Tienes un producto que funciona en línea. Las reseñas son positivas, la rotación es buena, y ya sabes que hay demanda real. Ahora estás pensando en el siguiente paso: entrar a las cadenas físicas para escalar el volumen de ventas.
Es una decisión inteligente. El retail físico sigue representando más del 80% del consumo en México, y las cadenas de autoservicio, farmacias y tiendas de conveniencia tienen un alcance que ningún canal digital puede igualar en términos de volumen. Pero el salto del ecommerce al retail físico no es automático — y quienes lo hacen sin preparación suelen llevarse sorpresas costosas.
Lo que cambia cuando pasas del ecommerce al retail físico
En ecommerce tú controlas casi todo: el precio, la presentación, el inventario, la comunicación con el cliente. En retail físico, el control pasa parcialmente a la cadena. El comprador de Walmart decide dónde va tu producto en el anaquel. La cadena decide qué precio sugiere al consumidor. Las condiciones comerciales — márgenes, plazos de pago, apoyos — las negocia la cadena, no tú.
Esto no significa que el retail físico sea malo para tu marca. Significa que es un canal diferente, con reglas diferentes, que requiere una estrategia diferente.
Las 4 cosas que debes resolver antes de acercarte a una cadena
1. Precio y rentabilidad: tu precio de venta en ecommerce probablemente no funciona igual en retail. Las cadenas exigen márgenes que en algunos casos superan el 40%. Antes de entrar, necesitas saber si puedes ser rentable con ese margen — y si no, cómo ajustar tu precio de venta o tu costo de producción.
2. Empaque y presentación: el empaque que funciona para envío por paquetería no siempre funciona para anaquel. Las cadenas tienen especificaciones de codificación, etiquetado, tamaño y presentación. Resolver esto antes de la negociación te ahorra meses de retraso.
3. Capacidad de abasto: las cadenas físicas requieren volúmenes consistentes y entregas puntuales. Un faltante de inventario en retail puede costarte una penalización, un espacio en anaquel o, en el peor caso, la cuenta. Antes de entrar, valida que tienes la capacidad de producción y logística para responder.
4. Capital de trabajo: los plazos de pago en retail van de 30 a 90 días o más. Si tu operación de ecommerce está acostumbrada a cobrar en 24 o 48 horas, el impacto en tu flujo de caja puede ser significativo. Planifica con tiempo.
Lo que hay que hacer: antes de acercarte a cualquier cadena, resuelve precio, empaque, abasto y capital de trabajo. Llegar sin estas bases resueltas prolonga el proceso de entrada y reduce tu poder de negociación.
¿Por cuál cadena empezar?
Una de las preguntas más frecuentes de marcas digitales que quieren entrar a retail físico es: ¿por dónde empiezo? La respuesta depende de tu categoría, tu precio y tu geografía.
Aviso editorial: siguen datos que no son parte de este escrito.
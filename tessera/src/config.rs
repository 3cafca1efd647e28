use serde::Deserialize;
use std::env;
use std::time::Duration;

use crate::models::{PageSegMode, PreprocessConfig, Threshold};

fn parse_env_or<T: std::str::FromStr>(var: &str, default: T) -> T
where
    T::Err: std::fmt::Display,
{
    match env::var(var) {
        Ok(val) => match val.parse() {
            Ok(parsed) => parsed,
            Err(e) => {
                tracing::warn!("Invalid value '{}' for {}: {}. Using default.", val, var, e);
                default
            }
        },
        Err(_) => default,
    }
}

/// Like [`parse_env_or`], but zero also falls back to the default.
fn parse_env_nonzero(var: &str, default: u64) -> u64 {
    match parse_env_or(var, default) {
        0 => {
            tracing::warn!("{} must be greater than zero. Using default {}.", var, default);
            default
        }
        value => value,
    }
}

/// Parse `OCR_LANGUAGES`.
/// Format: comma-separated traineddata names, e.g. `eng,deu,chi_sim`
fn parse_languages(raw: &str) -> Vec<String> {
    let languages: Vec<String> = raw
        .split(',')
        .map(|s| s.trim().to_string())
        .filter(|s| !s.is_empty())
        .collect();

    if languages.is_empty() {
        tracing::warn!("OCR_LANGUAGES is empty, falling back to 'eng'");
        vec!["eng".to_string()]
    } else {
        languages
    }
}

#[derive(Debug, Clone, Deserialize)]
pub struct Config {
    pub server: ServerConfig,
    pub limits: LimitsConfig,
    pub ocr: OcrConfig,
    pub preprocess: PreprocessConfig,
}

#[derive(Debug, Clone, Deserialize)]
pub struct ServerConfig {
    pub host: String,
    pub port: u16,
}

#[derive(Debug, Clone, Deserialize)]
pub struct LimitsConfig {
    pub max_payload_bytes: usize,
    /// Maximum number of requests running the pipeline at once.
    pub max_concurrent: usize,
    /// Maximum number of requests waiting for a slot.
    pub queue_depth: usize,
    pub queue_timeout_ms: u64,
    pub request_timeout_secs: u64,
}

impl LimitsConfig {
    pub fn queue_timeout(&self) -> Duration {
        Duration::from_millis(self.queue_timeout_ms)
    }

    pub fn request_timeout(&self) -> Duration {
        Duration::from_secs(self.request_timeout_secs)
    }
}

#[derive(Debug, Clone, Deserialize)]
pub struct OcrConfig {
    /// Engine selection, `<provider>/<model>` (e.g. "local/tesseract", "openai/gpt-4o").
    pub engine: String,
    pub tesseract_path: String,
    pub api_key: Option<String>,
    pub base_url: Option<String>,
    /// Language names callers may request.
    pub languages: Vec<String>,
    pub default_language: String,
    pub default_psm: PageSegMode,
    /// Tesseract `--oem` value.
    pub engine_mode: u8,
    pub char_whitelist: Option<String>,
    pub timeout_secs: u64,
    pub max_image_dimension: u32,
}

impl OcrConfig {
    pub fn timeout(&self) -> Duration {
        Duration::from_secs(self.timeout_secs)
    }
}

impl Default for LimitsConfig {
    fn default() -> Self {
        Self {
            max_payload_bytes: 10 * 1024 * 1024,
            max_concurrent: 4,
            queue_depth: 16,
            queue_timeout_ms: 5000,
            request_timeout_secs: 60,
        }
    }
}

impl Default for OcrConfig {
    fn default() -> Self {
        Self {
            engine: "local/tesseract".to_string(),
            tesseract_path: "tesseract".to_string(),
            api_key: None,
            base_url: None,
            languages: vec!["eng".to_string()],
            default_language: "eng".to_string(),
            default_psm: PageSegMode::SingleBlock,
            engine_mode: 3,
            char_whitelist: None,
            timeout_secs: 30,
            max_image_dimension: 4096,
        }
    }
}

impl Default for Config {
    fn default() -> Self {
        Self {
            server: ServerConfig {
                host: "0.0.0.0".to_string(),
                port: 8000,
            },
            limits: LimitsConfig::default(),
            ocr: OcrConfig::default(),
            preprocess: PreprocessConfig::default(),
        }
    }
}

impl Config {
    pub fn from_env() -> Self {
        let defaults = Self::default();

        let languages = env::var("OCR_LANGUAGES")
            .map(|raw| parse_languages(&raw))
            .unwrap_or(defaults.ocr.languages);
        let default_language = env::var("OCR_DEFAULT_LANGUAGE")
            .ok()
            .filter(|l| !l.trim().is_empty())
            .unwrap_or_else(|| languages[0].clone());

        Self {
            server: ServerConfig {
                host: env::var("TESSERA_HOST").unwrap_or(defaults.server.host),
                port: parse_env_or("TESSERA_PORT", defaults.server.port),
            },
            limits: LimitsConfig {
                max_payload_bytes: parse_env_or(
                    "TESSERA_MAX_PAYLOAD_BYTES",
                    defaults.limits.max_payload_bytes,
                ),
                max_concurrent: parse_env_or(
                    "TESSERA_MAX_CONCURRENT",
                    defaults.limits.max_concurrent,
                )
                .max(1),
                queue_depth: parse_env_or("TESSERA_QUEUE_DEPTH", defaults.limits.queue_depth),
                queue_timeout_ms: parse_env_or(
                    "TESSERA_QUEUE_TIMEOUT_MS",
                    defaults.limits.queue_timeout_ms,
                ),
                request_timeout_secs: parse_env_nonzero(
                    "TESSERA_REQUEST_TIMEOUT_SECS",
                    defaults.limits.request_timeout_secs,
                ),
            },
            ocr: OcrConfig {
                engine: env::var("OCR_ENGINE").unwrap_or(defaults.ocr.engine),
                tesseract_path: env::var("OCR_TESSERACT_PATH")
                    .unwrap_or(defaults.ocr.tesseract_path),
                api_key: env::var("OCR_API_KEY").ok(),
                base_url: env::var("OCR_BASE_URL").ok(),
                languages,
                default_language,
                default_psm: parse_env_or("OCR_DEFAULT_PSM", defaults.ocr.default_psm),
                engine_mode: parse_env_or("OCR_ENGINE_MODE", defaults.ocr.engine_mode),
                char_whitelist: env::var("OCR_CHAR_WHITELIST")
                    .ok()
                    .filter(|w| !w.is_empty()),
                timeout_secs: parse_env_nonzero("OCR_TIMEOUT", defaults.ocr.timeout_secs),
                max_image_dimension: parse_env_or(
                    "OCR_MAX_DIMENSION",
                    defaults.ocr.max_image_dimension,
                ),
            },
            preprocess: preprocess_from_env(defaults.preprocess),
        }
    }
}

/// Read the `PREPROCESS_*` defaults. An out-of-range combination would fail
/// every request that relies on it, so it is replaced as a whole.
fn preprocess_from_env(defaults: PreprocessConfig) -> PreprocessConfig {
    let config = PreprocessConfig {
        grayscale: parse_env_or("PREPROCESS_GRAYSCALE", defaults.grayscale),
        threshold: parse_env_or::<Threshold>("PREPROCESS_THRESHOLD", defaults.threshold),
        deskew: parse_env_or("PREPROCESS_DESKEW", defaults.deskew),
        denoise: parse_env_or("PREPROCESS_DENOISE", defaults.denoise),
        sharpen: parse_env_or("PREPROCESS_SHARPEN", defaults.sharpen),
        upscale: parse_env_or("PREPROCESS_UPSCALE", defaults.upscale),
    };

    match config.validate() {
        Ok(config) => config,
        Err(e) => {
            tracing::warn!("Invalid preprocessing defaults: {}. Using built-in defaults.", e);
            defaults
        }
    }
}

/// Known remote OCR providers speaking the OpenAI-compatible vision API.
pub const KNOWN_REMOTE_PROVIDERS: &[&str] = &["openai", "mistral", "deepseek"];

/// Parse an engine name into (provider, model) tuple.
pub fn parse_engine_model(engine: &str) -> (&str, &str) {
    if let Some((prefix, rest)) = engine.split_once('/') {
        let prefix_lower = prefix.to_lowercase();
        if KNOWN_REMOTE_PROVIDERS.contains(&prefix_lower.as_str()) || prefix_lower == "local" {
            return (prefix, rest);
        }
    }
    // Default to treating the whole string as a local engine
    ("local", engine)
}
No todas las cadenas son iguales ni sirven para todos los productos. Oxxo tiene más de 22,000 tiendas pero trabaja con un número muy limitado de SKUs por categoría. Walmart tiene el mayor volumen pero también las condiciones más exigentes. Las cadenas regionales pueden ser una mejor puerta de entrada para marcas que aún no tienen el volumen para sostener una operación nacional.
La estrategia de entrada al retail físico debe empezar por definir qué cadena es la correcta para tu marca en este momento — no la más grande, sino la más adecuada para tu etapa actual.
Lo que hay que hacer: diseña una estrategia de entrada por etapas. Empieza por las cadenas donde puedes ganar y aprender — y escala desde ahí.
El dato que cambia la perspectiva
Una marca del sector abarrotes que llegó a Alkimia Comercial con 200 puntos de venta — en su mayoría canales tradicionales y algo de ecommerce — terminó con 2,600 puntos de venta activos en retail moderno en solo 24 meses. El producto ya existía. La demanda ya existía. Lo que faltaba era la estrategia de canal y la ejecución correcta.
El salto del ecommerce al retail físico es posible. Y cuando se hace bien, los resultados son exponenciales.